Sunday, August 30, 2015

Summer Under the Stars Guide: Gary Cooper


Today's star is the laconic Gary Cooper.

TCM is celebrating the career of Gary Cooper with 11 movies on Aug. 30.  Here's what you need to know about Cooper, who was a favorite of director Frank Capra. FYI: TCM sometimes changes the air times and /or movies, so you can go to www.tcm.com to check the updated schedule.

Born: May 7, 1901, in Helena, Mont.

Died: May 13, 1961, in Beverly Hills, Calif. He is buried in Sacred Hearts Cemetery in Southampton, N.Y.

AKA: Cooper real first name was Frank, but his agent decided he needed a snazzier stage name, so she rechristened him after her hometown of Gary, Ind. Cooper always liked to joke in later years that it was a good thing she wasn't from Poughkeepsie.

Academy Awards: Cooper won two best actor Oscars for Sergeant York (1941) and High Noon (1952). He was nominated for best actor for Mr. Deeds Goes to Town (1936), The Pride of the Yankees (1942), and For Whom the Bell Tolls (1943).

Brief bio: Cooper grew up on a Montana ranch as the son of English immigrants. Cooper, who never took to formal education, drifted around a bit after graduating from high school: he attended college in Iowa, was a tour guide at Yellowstone National Park, and worked as an editorial cartoonist for a Helena newspaper. In 1924, Cooper's parents moved to Los Angeles. Cooper soon followed, and he quickly landed steady work as an extra and stuntman because of his superior horsemanship. Cooper soon got tired of the dangers of stunt riding, and he decided to focus on acting. He got a few memorable parts in silent films like The Winning of Barbara Worth (1926) and Wings (1927), but his big breakthrough came in his first sound movie, The Virginian (1929), where he played a shy, but handsome cowboy, who drawled out lines like, "Nope." Cooper became so popular that Paramount Pictures put him in all kinds of movies: he was a French Legionnaire in Morocco (1930), a British officer in The Lives of a Bengal Lancer (1935), and a World War I soldier in A Farewell to Arms (1932). Cooper moved away from his matinee idol image after appearing as a shy tuba player in Mr. Deeds Goes to Town. Mr. Deeds turned Cooper into something of a folk hero, and for the rest of his career he played a succession of all-American parts like Lou Gehrig in The Pride of the Yankees and Marshal Will Kane in High Noon.

Gary Cooper, age two, already a cowboy.
Fun Fact: Cooper walked with a limp because of a childhood car accident.
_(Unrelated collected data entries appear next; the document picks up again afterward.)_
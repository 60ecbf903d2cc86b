//! Playground state
//!
//! Owns the donut pool, the seeded RNG and the physics parameters derived
//! from settings. The frame driver calls `tick` once per rendered frame;
//! input handlers call `handle_input`. Anything the audio layer should react
//! to is queued as a `PlaygroundEvent`.

use glam::Vec2;
use rand::SeedableRng;
use rand_pcg::Pcg32;

use super::donut::DonutId;
use super::physics::PhysicsParams;
use super::pool::DonutPool;
use crate::consts::*;
use crate::input::InputEvent;
use crate::settings::Settings;
use crate::theme::{Ambience, Palette};

/// Something happened that other layers (audio, HUD) may care about
#[derive(Debug, Clone, Copy, PartialEq)]
pub enum PlaygroundEvent {
    Spawned(DonutId),
    Tapped(DonutId),
    Scattered,
    Shaken,
    Reset,
}

#[derive(Debug, Clone)]
pub struct Playground {
    pub pool: DonutPool,
    params: PhysicsParams,
    settings: Settings,
    rng: Pcg32,
    events: Vec<PlaygroundEvent>,
    /// Frames simulated so far
    pub time_ticks: u64,
}

impl Playground {
    /// Create a playground filled with the initial donuts
    pub fn new(seed: u64, width: f32, height: f32, settings: Settings) -> Self {
        let mut playground = Self {
            pool: DonutPool::new(MAX_DONUTS, SPAWN_MARGIN),
            params: settings.physics_params(width, height),
            settings,
            rng: Pcg32::seed_from_u64(seed),
            events: Vec::new(),
            time_ticks: 0,
        };
        playground.reset();
        playground
    }

    pub fn params(&self) -> &PhysicsParams {
        &self.params
    }

    pub fn settings(&self) -> &Settings {
        &self.settings
    }

    pub fn palette(&self) -> &'static Palette {
        self.settings.ambience.palette()
    }

    /// Advance every donut by one tick
    pub fn tick(&mut self, now_ms: f64) {
        self.pool.step_all(&self.params, now_ms);
        self.time_ticks += 1;
    }

    pub fn handle_input(&mut self, event: &InputEvent, now_ms: f64) {
        match *event {
            InputEvent::Tap { pos } => self.tap(pos, now_ms),
            InputEvent::Drag { pos, delta } => {
                if let Some(id) = self.pool.find_at(pos) {
                    let impulse = (delta * DRAG_FACTOR).clamp_length_max(MAX_IMPULSE);
                    self.pool.apply_impulse(id, impulse, now_ms);
                }
            }
            InputEvent::Pinch { center } | InputEvent::Scatter { center } => {
                self.pool.scatter(center, SCATTER_IMPULSE, now_ms);
                self.events.push(PlaygroundEvent::Scattered);
            }
            InputEvent::Shake { accel } => {
                let impulse = (accel * SHAKE_FACTOR).clamp_length_max(MAX_IMPULSE);
                self.pool.shake(impulse, now_ms);
                self.events.push(PlaygroundEvent::Shaken);
            }
        }
    }

    /// Kick the donut under `pos`, or spawn a new one there
    pub fn tap(&mut self, pos: Vec2, now_ms: f64) {
        match self.pool.find_at(pos) {
            Some(id) => {
                let center = self.pool.get(id).map(|d| d.pos).unwrap_or(pos);
                let away = (center - pos).try_normalize().unwrap_or(Vec2::ZERO);
                let impulse = away * TAP_IMPULSE + Vec2::new(0.0, -TAP_LIFT);
                self.pool.apply_impulse(id, impulse, now_ms);
                self.events.push(PlaygroundEvent::Tapped(id));
            }
            None => {
                let id = self.spawn_at(pos);
                self.events.push(PlaygroundEvent::Spawned(id));
            }
        }
    }

    pub fn spawn_at(&mut self, pos: Vec2) -> DonutId {
        let palette = self.settings.ambience.palette();
        self.pool
            .spawn(Some(pos), None, self.params.bounds, palette, &mut self.rng)
    }

    /// Replace every donut with a fresh initial set
    pub fn reset(&mut self) {
        let palette = self.settings.ambience.palette();
        self.pool
            .reset(INITIAL_DONUTS, self.params.bounds, palette, &mut self.rng);
        self.events.push(PlaygroundEvent::Reset);
    }

    /// Viewport changed size
    pub fn resize(&mut self, width: f32, height: f32) {
        self.params.set_bounds(width, height);
        log::info!("Viewport resized to {}x{}", self.params.bounds.x, self.params.bounds.y);
    }

    pub fn set_gravity(&mut self, enabled: bool) {
        self.settings.gravity_enabled = enabled;
        self.params.gravity_enabled = enabled;
        log::info!("Gravity {}", if enabled { "on" } else { "off (zen flow)" });
    }

    pub fn set_sound(&mut self, enabled: bool) {
        self.settings.sound_enabled = enabled;
    }

    pub fn set_zen_mode(&mut self, enabled: bool) {
        self.settings.zen_mode = enabled;
    }

    /// Switch ambience; every donut is redecorated with the new palette
    pub fn set_ambience(&mut self, ambience: Ambience) {
        if self.settings.ambience == ambience {
            return;
        }
        self.settings.ambience = ambience;
        self.pool.repaint(ambience.palette(), &mut self.rng);
        log::info!("Ambience set to {}", ambience.as_str());
    }

    /// Take all events queued since the last call
    pub fn drain_events(&mut self) -> Vec<PlaygroundEvent> {
        std::mem::take(&mut self.events)
    }
}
My Summer Under the Stars top three: 
1.Meet John Doe (1941), airing at 1:30 p.m., is my favorite Cooper movie. He plays a homeless bum who becomes a media sensation thanks an ambitious reporter played by Barbara Stanwyck.
2. Mr. Deeds Goes to Town, airing at 8 p.m., changed Cooper's image from a matinee idol to all-American hero. 
3.Cooper is miscast in Love in the Afternoon (it's really Cary Grant's part) but I still like this  Parisian romance co-starring Audrey Hepburn that airs at 12:45 a.m.

A great movie not featured during Summer Under the Stars: Stanwyck and Cooper made a great team in Meet John Doe, but their other  1941 film, the screwball comedy Ball of Fire, is just as good. Cooper plays a shy linguistics professor who wants to learn about modern slang from Stanwyck's burlesque dancer.
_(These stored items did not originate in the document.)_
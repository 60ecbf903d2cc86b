//! Donut rendering
//!
//! `shapes` holds the platform-free geometry; `canvas` draws it with the
//! browser's 2D context.

#[cfg(target_arch = "wasm32")]
pub mod canvas;
pub mod shapes;

#[cfg(target_arch = "wasm32")]
pub use canvas::CanvasRenderer;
Old Hollywood video: Cooper spoofs the 1950's rock 'n' roll craze on the Jack Benny Show by performing "Bird Dog."


Fan Magazine Flashback: Gary Cooper covers Picture Play Magazine in 1929. Courtesy of the Media History Digital Library.




Old Hollywood GIF: The tuxedo team of Fredric March and Gary Cooper in Design for Living (1933). Courtesy of giphy.com



Old Hollywood Archives: Gary Cooper joins the Foreign Legion in Beau Geste (1939).

A viewer's guide for Friendly Persuasion (1956).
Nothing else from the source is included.